Lee, H.; Kim, I.; Kim, S.; Bae, M.; Jeong, B.; Kim, S.; Jo, S.; Lee, J.; Im, W.

Structure-based drug design has become increasingly important in the pharmaceutical industry for accelerating the discovery of effective drug candidates. In particular, ligand binding free energy serves as a critical metric for predicting drug efficacy during the key stages of hit discovery and lead optimization. Continuous progresses have been made in the prediction of ligand binding free energies, but direct comparisons of different methods using the same force field remain challenging due to their unique implementations into different simulation engines. In this study, we present a direct comparison of four popular methodologies (Amber-TI, GROMACS-NETI, OpenMM-FEP, and BLaDE-MSLD) for calculating relative binding free energies ({Delta}{Delta}Gbind) with the same Amber protein and ligand force fields using MolCube Alchemical Free Energy Simulator (MolCube-AFES), which provides an input generation workflow to support {Delta}{Delta}Gbind calculations of all four methods. We used 80 alchemical transformations (among the JACS benchmark set by Wang et al.) and two additional applications to compare the predicted {Delta}{Delta}Gbind from the four methods against experimental measurements.

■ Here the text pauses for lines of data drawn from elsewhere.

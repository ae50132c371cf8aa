//! # Structural Mutations
//!
//! Pure operations on layout trees. Every function takes a snapshot and
//! returns a new one; the input is never modified. Untouched subtrees are
//! shared between the two snapshots, and every node on the edited path is
//! a fresh copy.
//!
//! ## Mutation Semantics
//!
//! ### Insert
//! - Parent path must resolve to a container (or be empty for the top level)
//! - Index is clamped to the child list, never an error
//!
//! ### Remove
//! - Splices the node (and its subtree) out and hands it back to the caller
//!
//! ### Move
//! - Destination is given in the coordinates of the tree *before* removal
//! - Dropping a node into itself or its own descendants is rejected
//! - All-or-nothing: a rejected move returns the original snapshot
//!
//! The total functions (`insert_at`, `remove_at`, `move_node`, ...) return
//! the input unchanged on rejection. The `try_*` forms report why.

use std::sync::Arc;

use pagecraft_model::{find_path_of, resolve_path, Node, NodeId, Path, Properties, Style, Tree};
use serde::{Deserialize, Serialize};
use thiserror::Error;
use tracing::debug;

/// Committable edits, as issued by the session and the placement protocol
#[derive(Debug, Clone, Serialize, Deserialize, PartialEq)]
#[serde(tag = "type", rename_all = "camelCase")]
pub enum Mutation {
    /// Insert a detached node into the child list at `parent`
    InsertNode {
        parent: Path,
        index: usize,
        node: Node,
    },

    /// Remove the node at `path` with its subtree
    RemoveNode { path: Path },

    /// Reparent/reorder the node at `from`
    MoveNode {
        from: Path,
        to_parent: Path,
        to_index: usize,
    },

    /// Merge a property patch into a node
    UpdateProperties { node_id: NodeId, patch: Properties },

    /// Merge a style patch into a node
    UpdateStyle { node_id: NodeId, patch: Style },
}

#[derive(Error, Debug, Clone, PartialEq)]
pub enum MutationError {
    #[error("Path is empty")]
    EmptyPath,

    #[error("Node not found: {0}")]
    NodeNotFound(String),

    #[error("Parent not found: {0}")]
    ParentNotFound(Path),

    #[error("Node {0} cannot have children")]
    NotAContainer(NodeId),

    #[error("Cannot move a node into itself or its descendants")]
    CycleDetected,

    #[error("The root node cannot be removed")]
    CannotRemoveRoot,
}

All four methods reproduced experimentally observed trends with most transformations within +/-2 kcal/mol from experiments and show broadly comparable accuracy with no statistically significant performance differences across the benchmark dataset. These results demonstrate that MolCube-AFES enables controlled, cross platform benchmarking and show that all four different alchemical free energy methods deliver statistically equivalent accuracy, with method selection guided by workflow requirements such as throughput, portability, and perturbation network design rather than expected differences in performances.